Gender-affirming hormone therapy might not be good for blood pressure

April 19, 2021

Hormone therapy for some transgender people may lead to hypertension. (AP Photo/Gerry Broome)

Transmasculine people's blood pressure increased after starting hormone therapy, while the opposite trend was seen in transfeminine participants, according to the largest and longest study of its kind.

In the study, which published April 19 in Hypertension, researchers tracked the blood pressure of 470 gender-diverse people for up to 57 weeks after they started gender-affirming hormone therapy. They say the findings highlight a need to monitor blood pressure in people starting such treatments.

High blood pressure, or hypertension, forces the heart to work harder, boosting the risk of cardiovascular disease such as heart failure and heart attacks. Previous studies have shown that transgender people tend to have higher blood pressure and greater risk of heart disease than their cisgender counterparts. But it's not clear how gender-affirming hormone therapy, which is used to help align body characteristics with a person's gender identity, contributes to such health problems.

"We have very limited data on the effects of hormone therapy in trans individuals in regards to things like blood pressure," said senior study author Michael Irwig, an associate professor of medicine at Harvard Medical School and director of transgender medicine at Beth Israel Deaconess Medical Center in Boston. "What the study attempted to do is to look at blood pressure readings before starting therapy and see whether they changed after starting estrogen and antiandrogen for trans women or testosterone for transmasculine patients."

Transmasculine people are those who were assigned female at birth but identify as men or with masculinity, while transfeminine people were assigned male at birth but identify as women or with femininity. 

For their study, Irwig and his colleagues followed 247 transfeminine and 233 transmasculine participants. The researchers measured baseline blood pressure before people began hormone therapy and also at several different times after they started treatment.

The researchers found no noticeable difference in diastolic blood pressure, a measure of how much force blood exerts on arteries when the heart is relaxed. But within two to four months of participants starting treatment, the researchers saw changes in their systolic blood pressure, the force that blood exerts when the heart contracts.

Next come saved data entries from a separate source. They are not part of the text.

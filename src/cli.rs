use crate::config::model::ExtractionBackend;
use clap::Parser;

#[derive(Parser, Debug)]
#[command(
    name = "eventscout",
    version,
    about = "Scrapes event listing pages into upcoming and past event files"
)]
pub struct Cli {
    /// Scrape and log the events without writing any file
    #[arg(long, default_value_t = false)]
    pub dry_run: bool,

    /// Scrape only this page and print its events as JSON
    #[arg(long, value_name = "URL")]
    pub test_url: Option<String>,

    /// Overrides EXTRACTION_BACKEND (llm or heuristic)
    #[arg(long, value_parser = parse_backend)]
    pub backend: Option<ExtractionBackend>,
}

fn parse_backend(value: &str) -> Result<ExtractionBackend, String> {
    value
        .parse()
        .map_err(|_| format!("unknown backend '{}' (expected llm or heuristic)", value))
}
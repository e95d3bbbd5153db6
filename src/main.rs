use clap::Parser;
use eventscout::cli::Cli;
use eventscout::config::env_loader::load_config;
use eventscout::config::model::Config;
use eventscout::scraper::{run_scrape, scrape_single, single_page_json};
use eventscout::tracing::setup_tracing;
use std::process::ExitCode;
use tracing::{error, info};

#[tokio::main]
async fn main() -> ExitCode {
    let cli = Cli::parse();
    let loki = setup_tracing().await;

    let exit_code = match load_config(cli.backend) {
        Ok(config) => match cli.test_url {
            Some(url) => test_single_url(&config, &url).await,
            None => run(&config, cli.dry_run).await,
        },
        Err(err) => {
            error!("Invalid configuration: {}", err);
            ExitCode::FAILURE
        }
    };

    if let Some(loki) = loki {
        loki.shutdown().await;
    }

    exit_code
}

async fn run(config: &Config, dry_run: bool) -> ExitCode {
    match run_scrape(config, dry_run).await {
        Ok(summary) => {
            info!(
                "Done: {} upcoming, {} past from {} pages ({} failed)",
                summary.events.upcoming.len(),
                summary.events.past.len(),
                summary.pages_scraped,
                summary.failed_urls.len()
            );
            summary
                .written_files
                .iter()
                .for_each(|path| info!("Wrote {}", path.display()));

            ExitCode::SUCCESS
        }
        Err(err) => {
            error!("Run failed: {}", err);
            ExitCode::FAILURE
        }
    }
}

async fn test_single_url(config: &Config, url: &str) -> ExitCode {
    let events = match scrape_single(config, url).await {
        Ok(events) => events,
        Err(err) => {
            error!("Couldn't set up scraping: {}", err);
            return ExitCode::FAILURE;
        }
    };

    match single_page_json(&events) {
        Ok(json) => {
            println!("{}", json);
            ExitCode::SUCCESS
        }
        Err(err) => {
            error!("Couldn't serialize events: {}", err);
            ExitCode::FAILURE
        }
    }
}
use super::dto::{EventsDocument, PublishedEvent};
use crate::config::model::OutputConfig;
use crate::event::model::EventRecord;
use crate::event::pipeline::PartitionedEvents;
use chrono::NaiveDateTime;
use serde::Serialize;
use std::fs;
use std::io;
use std::path::PathBuf;
use tracing::{info, instrument};

pub const COMBINED_FILE: &str = "events.json";
pub const UPCOMING_FILE: &str = "events_upcoming.json";
pub const PAST_FILE: &str = "events_past.json";

const TIMESTAMP_FORMAT: &str = "%Y-%m-%dT%H:%M:%S";

#[derive(Debug, thiserror::Error)]
pub enum OutputError {
    #[error("couldn't write '{path}': {source}")]
    Io { path: PathBuf, source: io::Error },
    #[error("couldn't serialize events: {0}")]
    Serialize(#[from] serde_json::Error),
}

pub struct OutputWriter {
    config: OutputConfig,
}

impl OutputWriter {
    pub fn new(config: OutputConfig) -> Self {
        Self { config }
    }

    /// Writes the files of the configured layout, returning their paths
    #[instrument(skip_all, fields(dir = %self.config.data_dir.display()))]
    pub fn write(
        &self,
        events: &PartitionedEvents,
        now: NaiveDateTime,
    ) -> Result<Vec<PathBuf>, OutputError> {
        fs::create_dir_all(&self.config.data_dir).map_err(|source| OutputError::Io {
            path: self.config.data_dir.clone(),
            source,
        })?;

        let upcoming = self.publish(&events.upcoming);
        let past = self.publish(&events.past);
        let mut written = Vec::new();

        if self.config.layout.writes_combined() {
            let document = EventsDocument {
                last_updated: now.format(TIMESTAMP_FORMAT).to_string(),
                upcoming: upcoming.clone(),
                past: past.clone(),
            };

            written.push(self.write_json(COMBINED_FILE, &document)?);
        }

        if self.config.layout.writes_split() {
            written.push(self.write_json(UPCOMING_FILE, &upcoming)?);
            written.push(self.write_json(PAST_FILE, &past)?);
        }

        info!(
            "Wrote {} files ({} upcoming, {} past)",
            written.len(),
            upcoming.len(),
            past.len()
        );

        Ok(written)
    }

    fn publish<'a>(&self, events: &'a [EventRecord]) -> Vec<PublishedEvent<'a>> {
        events
            .iter()
            .map(|event| PublishedEvent::new(event, self.config.emit_link_alias))
            .collect()
    }

    fn write_json<T: Serialize>(&self, file_name: &str, value: &T) -> Result<PathBuf, OutputError> {
        let path = self.config.data_dir.join(file_name);
        let mut json = serde_json::to_string_pretty(value)?;
        json.push('\n');

        fs::write(&path, json).map_err(|source| OutputError::Io {
            path: path.clone(),
            source,
        })?;

        Ok(path)
    }
}

#[cfg(test)]
mod tests {
    use super::*;
    use crate::config::model::OutputLayout;
    use chrono::NaiveDate;
    use serde_json::{json, Value};
    use tempfile::TempDir;

    fn now() -> NaiveDateTime {
        NaiveDate::from_ymd_opt(2026, 10, 18)
            .unwrap()
            .and_hms_opt(9, 30, 0)
            .unwrap()
    }

    fn events() -> PartitionedEvents {
        PartitionedEvents {
            upcoming: vec![EventRecord::new(
                "Festa de São João".to_string(),
                "24/06/2027".to_string(),
                "24/06/2027".to_string(),
                "Porto".to_string(),
                "https://example.com/sao-joao".to_string(),
            )],
            past: vec![],
        }
    }

    fn writer(dir: &TempDir, layout: OutputLayout, emit_link_alias: bool) -> OutputWriter {
        OutputWriter::new(OutputConfig {
            data_dir: dir.path().join("data"),
            layout,
            emit_link_alias,
        })
    }

    fn read(path: &PathBuf) -> Value {
        serde_json::from_str(&fs::read_to_string(path).unwrap()).unwrap()
    }

    #[test_log::test]
    fn should_write_all_files() {
        let dir = TempDir::new().unwrap();

        let written = writer(&dir, OutputLayout::All, false)
            .write(&events(), now())
            .unwrap();

        let names: Vec<_> = written
            .iter()
            .map(|path| path.file_name().unwrap().to_string_lossy().to_string())
            .collect();
        assert_eq!(names, vec![COMBINED_FILE, UPCOMING_FILE, PAST_FILE]);

        assert_eq!(
            read(&written[0]),
            json!({
                "last_updated": "2026-10-18T09:30:00",
                "upcoming": [{
                    "name": "Festa de São João",
                    "start_date": "24/06/2027",
                    "end_date": "24/06/2027",
                    "location": "Porto",
                    "url": "https://example.com/sao-joao"
                }],
                "past": []
            })
        );
        assert_eq!(read(&written[2]), json!([]));
    }

    #[test_log::test]
    fn should_keep_non_ascii_and_indent() {
        let dir = TempDir::new().unwrap();

        let written = writer(&dir, OutputLayout::Split, false)
            .write(&events(), now())
            .unwrap();

        let text = fs::read_to_string(&written[0]).unwrap();
        assert!(text.contains("\"Festa de São João\""), "{}", text);
        assert!(text.starts_with("[\n  {\n    \"name\""), "{}", text);
    }

    #[test_log::test]
    fn should_only_write_combined_document() {
        let dir = TempDir::new().unwrap();

        let written = writer(&dir, OutputLayout::Combined, true)
            .write(&events(), now())
            .unwrap();

        assert_eq!(written.len(), 1);
        assert_eq!(
            read(&written[0])["upcoming"][0]["link"],
            "https://example.com/sao-joao"
        );
        assert!(!dir.path().join("data").join(UPCOMING_FILE).exists());
    }
}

For transfeminine patients, systolic blood pressure dropped by 4 millimeters of mercury, and for transmasculine patients, it rose by 2.6 millimeters of mercury.

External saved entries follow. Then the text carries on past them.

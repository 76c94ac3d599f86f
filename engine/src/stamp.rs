//! Write stamps for last-writer-wins ordering of transition events.
//!
//! The stamp provides a total order across devices, which is essential for
//! a commutative merge.

use crate::{DeviceId, Timestamp};
use serde::{Deserialize, Serialize};
use std::cmp::Ordering;

/// Ordering rules:
/// 1. Later `triggered_at` wins
/// 2. If equal, lexicographically higher device_id wins
#[derive(Debug, Clone, PartialEq, Eq, Hash, Serialize, Deserialize)]
#[serde(rename_all = "camelCase")]
pub struct WriteStamp {
    pub triggered_at: Timestamp,
    pub device_id: DeviceId,
}

impl WriteStamp {
    pub fn new(triggered_at: Timestamp, device_id: impl Into<DeviceId>) -> Self {
        Self {
            triggered_at,
            device_id: device_id.into(),
        }
    }

    /// Whether `self` beats `other` under last-writer-wins.
    pub fn supersedes(&self, other: &WriteStamp) -> bool {
        self > other
    }

    /// Same instant from different devices; resolved by device id alone.
    pub fn is_tie_with(&self, other: &WriteStamp) -> bool {
        self.triggered_at == other.triggered_at && self.device_id != other.device_id
    }
}

impl Ord for WriteStamp {
    fn cmp(&self, other: &Self) -> Ordering {
        match self.triggered_at.cmp(&other.triggered_at) {
            Ordering::Equal => self.device_id.cmp(&other.device_id),
            other => other,
        }
    }
}

impl PartialOrd for WriteStamp {
    fn partial_cmp(&self, other: &Self) -> Option<Ordering> {
        Some(self.cmp(other))
    }
}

"The fact that it happened so quickly after starting the hormones makes me quite confident that there's a high probability that this is due to the hormones and not something else that just happened," Irwig told The Academic Times. "For example, that would be too short of a time for body weight to change a lot."

Other studies have found that transgender people not undergoing hormone treatment have higher blood pressure than cisgender people and greater rates of cardiovascular disease. According to Irwig, this disparity could be due to differences in lifestyle, such as obesity, exercise and smoking, or psychological factors such as depression and stress.

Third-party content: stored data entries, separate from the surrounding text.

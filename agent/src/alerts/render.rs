//! Alert text.

use chrono::{DateTime, SecondsFormat};
use sentinel_engine::{
    Coordinate, EmergencyContact, Geofence, Notification, SafetyTrigger, Timestamp,
    TransitionEvent, TriggerKind,
};

/// RFC 3339 in UTC, or the raw millisecond value if out of range.
pub fn format_time(ms: Timestamp) -> String {
    i64::try_from(ms)
        .ok()
        .and_then(DateTime::from_timestamp_millis)
        .map(|t| t.to_rfc3339_opts(SecondsFormat::Secs, true))
        .unwrap_or_else(|| ms.to_string())
}

/// Notification for a geofence transition. `fence` is `None` when the
/// transition names a geofence this agent does not know.
pub fn transition_notification(
    event: &TransitionEvent,
    fence: Option<&Geofence>,
    contact: Option<&EmergencyContact>,
) -> Notification {
    let place = fence
        .map(|f| f.display_name().to_string())
        .unwrap_or_else(|| event.geofence_id.clone());
    let severity = fence.map(|f| f.severity).unwrap_or_default();

    let title = match event.kind {
        TriggerKind::Enter => format!("{} arrived at {place}", event.device_id),
        TriggerKind::Exit => format!("{} left {place}", event.device_id),
        TriggerKind::Dwell => format!("{} is staying at {place}", event.device_id),
    };

    let mut lines = vec![
        format!("Device: {}", event.device_id),
        format!("Geofence: {place}"),
        format!("Time: {}", format_time(event.triggered_at)),
    ];
    push_location(&mut lines, &event.location);
    if event.is_provisional() {
        lines.push("Based on a low-accuracy fix; may be corrected.".to_string());
    }
    if let Some(contact) = contact {
        lines.push(format!("Emergency contact: {contact}"));
    }

    Notification {
        title,
        body: lines.join("\n"),
        severity,
    }
}

/// Notification for an SOS gesture or explicit emergency.
pub fn safety_notification(
    device_id: &str,
    trigger: SafetyTrigger,
    location: Option<&Coordinate>,
    at: Timestamp,
    contact: Option<&EmergencyContact>,
) -> Notification {
    let mut lines = vec![
        format!("Device: {device_id}"),
        format!("Time: {}", format_time(at)),
    ];
    match location {
        Some(location) => push_location(&mut lines, location),
        None => lines.push("Location: unknown".to_string()),
    }
    if let Some(contact) = contact {
        lines.push(format!("Emergency contact: {contact}"));
    }

    Notification {
        title: format!("{} from {device_id}", trigger.title()),
        body: lines.join("\n"),
        severity: trigger.severity(),
    }
}

pub fn append_summary(notification: &mut Notification, summary: &str) {
    let summary = summary.trim();
    if !summary.is_empty() {
        notification.body.push_str("\n\nSummary: ");
        notification.body.push_str(summary);
    }
}

fn push_location(lines: &mut Vec<String>, location: &Coordinate) {
    lines.push(format!("Location: {location}"));
    lines.push(format!("Map: {}", location.maps_url()));
}

#[cfg(test)]
mod tests {
    use super::*;
    use sentinel_engine::{Confidence, Severity};

    fn event(confidence: Confidence) -> TransitionEvent {
        TransitionEvent {
            geofence_id: "home".into(),
            device_id: "phone".into(),
            kind: TriggerKind::Enter,
            triggered_at: 1_706_745_600_000,
            source_sample_seq: 3,
            location: Coordinate::new(52.52, 13.405),
            confidence,
        }
    }

    #[test]
    fn rfc3339_time() {
        assert_eq!(format_time(1_706_745_600_000), "2024-02-01T00:00:00Z");
    }

    #[test]
    fn transition_text() {
        let fence = Geofence::new("home", Coordinate::new(52.52, 13.405), 100.0, TriggerKind::Enter)
            .with_label("Home");
        let contact = EmergencyContact {
            name: "Sam".into(),
            phone: "+49 30 1234".into(),
        };
        let n = transition_notification(&event(Confidence::Confirmed), Some(&fence), Some(&contact));

        assert_eq!(n.title, "phone arrived at Home");
        assert!(n.body.contains("Time: 2024-02-01T00:00:00Z"));
        assert!(n.body.contains("Location: 52.520000, 13.405000"));
        assert!(n.body.contains("https://maps.google.com/?q=52.520000,13.405000"));
        assert!(n.body.contains("Emergency contact: Sam (+49 30 1234)"));
        assert!(!n.body.contains("low-accuracy"));
    }

    #[test]
    fn unknown_fence_and_provisional() {
        let n = transition_notification(&event(Confidence::Provisional), None, None);
        assert_eq!(n.title, "phone arrived at home");
        assert_eq!(n.severity, Severity::Warning);
        assert!(n.body.contains("low-accuracy"));
    }

    #[test]
    fn safety_text() {
        let mut n = safety_notification("phone", SafetyTrigger::Sos, None, 0, None);
        assert_eq!(n.title, "SOS alert from phone");
        assert_eq!(n.severity, Severity::Critical);
        assert!(n.body.contains("Location: unknown"));

        append_summary(&mut n, "  ");
        assert!(!n.body.contains("Summary"));
        append_summary(&mut n, "Left home at 9, no movement since.");
        assert!(n.body.ends_with("Summary: Left home at 9, no movement since."));
    }
}
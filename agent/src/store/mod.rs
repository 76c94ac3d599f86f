//! Local persistence on SQLite: the event log, sync bookkeeping and alert
//! history.

mod events;
mod history;
mod pool;
mod rows;

pub use events::*;
pub use history::*;
pub use pool::*;
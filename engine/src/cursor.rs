//! Per-device sync cursor.

use crate::{DeviceId, RemoteVersion, SequenceNumber};
use serde::{Deserialize, Serialize};

/// Resume position for one device. Mutated only by the sync engine.
#[derive(Debug, Clone, PartialEq, Eq, Serialize, Deserialize)]
#[serde(rename_all = "camelCase")]
pub struct DeviceSyncCursor {
    pub device_id: DeviceId,
    /// Highest sequence acknowledged by the remote store (0 = none)
    pub last_acked_sequence: SequenceNumber,
    /// Highest remote version pulled and reconciled (0 = none)
    pub last_pulled_version: RemoteVersion,
}

impl DeviceSyncCursor {
    pub fn new(device_id: impl Into<DeviceId>) -> Self {
        Self {
            device_id: device_id.into(),
            last_acked_sequence: 0,
            last_pulled_version: 0,
        }
    }

    /// Record an acknowledgement. Never moves backwards.
    pub fn advance_ack(&mut self, sequence: SequenceNumber) -> bool {
        if sequence > self.last_acked_sequence {
            self.last_acked_sequence = sequence;
            true
        } else {
            false
        }
    }

    /// Record a reconciled pull. Never moves backwards.
    pub fn advance_pull(&mut self, version: RemoteVersion) -> bool {
        if version > self.last_pulled_version {
            self.last_pulled_version = version;
            true
        } else {
            false
        }
    }
}
//! Row types for the sync_records table.

use sentinel_engine::{RecordBody, SyncRecord, SyncState};
use sha2::{Digest, Sha256};
use sqlx::sqlite::SqliteRow;
use sqlx::Row;

/// Columns selected for every record read.
pub(crate) const RECORD_COLUMNS: &str = "local_id, device_id, sequence, kind, body, checksum, \
     remote_id, sync_state, failure_reason, recorded_at";

/// A stored record row from the database, not yet verified.
#[derive(Debug)]
pub(crate) struct StoredRecord {
    pub local_id: i64,
    pub device_id: String,
    pub sequence: i64,
    pub kind: String,
    pub body: String,
    pub checksum: String,
    pub remote_id: Option<String>,
    pub sync_state: String,
    pub failure_reason: Option<String>,
    pub recorded_at: i64,
}

impl<'r> sqlx::FromRow<'r, SqliteRow> for StoredRecord {
    fn from_row(row: &'r SqliteRow) -> Result<Self, sqlx::Error> {
        Ok(StoredRecord {
            local_id: row.try_get("local_id")?,
            device_id: row.try_get("device_id")?,
            sequence: row.try_get("sequence")?,
            kind: row.try_get("kind")?,
            body: row.try_get("body")?,
            checksum: row.try_get("checksum")?,
            remote_id: row.try_get("remote_id")?,
            sync_state: row.try_get("sync_state")?,
            failure_reason: row.try_get("failure_reason")?,
            recorded_at: row.try_get("recorded_at")?,
        })
    }
}

impl StoredRecord {
    /// Verify and decode the row. The error is the reason the row is
    /// considered corrupt.
    pub fn decode(self) -> Result<SyncRecord, String> {
        let expected = checksum(&self.device_id, self.sequence as u64, &self.body);
        if expected != self.checksum {
            return Err(format!("checksum mismatch on record {}", self.local_id));
        }

        let body: RecordBody = serde_json::from_str(&self.body)
            .map_err(|e| format!("undecodable body on record {}: {e}", self.local_id))?;
        if body.kind() != self.kind || body.device_id() != &self.device_id {
            return Err(format!("body does not match row on record {}", self.local_id));
        }

        let sync_state = SyncState::parse(&self.sync_state)
            .ok_or_else(|| format!("unknown sync state '{}'", self.sync_state))?;

        Ok(SyncRecord {
            local_id: self.local_id as u64,
            device_id: self.device_id,
            sequence: self.sequence as u64,
            body,
            remote_id: self.remote_id,
            sync_state,
            failure_reason: self.failure_reason,
            recorded_at: self.recorded_at as u64,
        })
    }
}

/// Checksum over the identity and body of a record.
pub(crate) fn checksum(device_id: &str, sequence: u64, body: &str) -> String {
    let mut hasher = Sha256::new();
    hasher.update(device_id.as_bytes());
    hasher.update([0]);
    hasher.update(sequence.to_be_bytes());
    hasher.update(body.as_bytes());
    hex::encode(hasher.finalize())
}

#[cfg(test)]
mod tests {
    use super::*;

    #[test]
    fn checksum_covers_identity() {
        let body = r#"{"type":"sample"}"#;
        assert_eq!(checksum("phone", 1, body), checksum("phone", 1, body));
        assert_ne!(checksum("phone", 1, body), checksum("phone", 2, body));
        assert_ne!(checksum("phone", 1, body), checksum("tablet", 1, body));
        assert_eq!(checksum("phone", 1, body).len(), 64);
    }
}
//! HTTP route definitions for the local control API.

mod alerts;
mod credentials;
mod devices;
mod health;

use crate::AppState;
use axum::Router;

/// Create all application routes.
pub fn create_routes() -> Router<AppState> {
    Router::new()
        .merge(health::routes())
        .merge(devices::routes())
        .merge(alerts::routes())
        .merge(credentials::routes())
}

The new findings suggest that some gender-diverse people undergoing hormone therapy, particularly transmasculine people taking testosterone, could be at greater risk of conditions such as stroke or heart attack. 

But not all participants responded the same way to hormone therapy.

"For transfeminine individuals, although the majority had a decrease in their systolic blood pressure, about a quarter actually had an increase in their systolic blood pressure," Irwig said. "And likewise for transmasculine patients; although the average went up, about a quarter actually saw their systolic blood pressure go down."

Overall, the study points to the importance of monitoring blood pressure in people who choose to have gender-affirming hormone therapy, according to Irwig.

"For physicians treating patients, it's important to measure blood pressure before starting the hormones, and if people do have confirmed high blood pressure, to manage that appropriately with diet, lifestyle, weight loss or medications," he said. "After starting hormone therapy, it's important to continue monitoring blood pressure to make sure that patients don't have such a rise in their blood pressure that could put them into the hypertension range."

Although the results suggest that hormone therapy was responsible for changes in blood pressure seen in the participants, other explanations cannot be ruled out because the researchers did not include a comparison group of gender-diverse people who did not undergo hormone therapy, Irwig explained. 

Another limitation of the study is that most participants were on the same type of oral estrogen or intramuscular testosterone, so it's unclear whether other formulations are similarly linked with blood pressure changes.

"There's different ways to give testosterone: there's injections, there's topical gels, there's patches, there's pills, there's implants. And the same thing with estrogen: Estrogen comes in pills, people can dissolve it on their tongue, put a patch on, take injections," Irwig said. "It would be interesting to look at different formulations of hormone therapies to see if they have the same effects."

The study, "Blood pressure effects of gender-affirming hormone therapy in transgender and gender-diverse adults," published April 19 in Hypertension, was authored by Katherine Banks and Mabel Kyinn, The George Washington School of Medicine & Health Sciences; Shalem Y. Leemaqz, Flinders University College of Medicine and Public Health; Eleanor Sarkodie and Deborah Goldstein, Whitman-Walker Institute; and Michael S. Irwig, The George Washington School of Medicine & Health Sciences and Beth Israel Deaconess Medical Center & Harvard Medical School.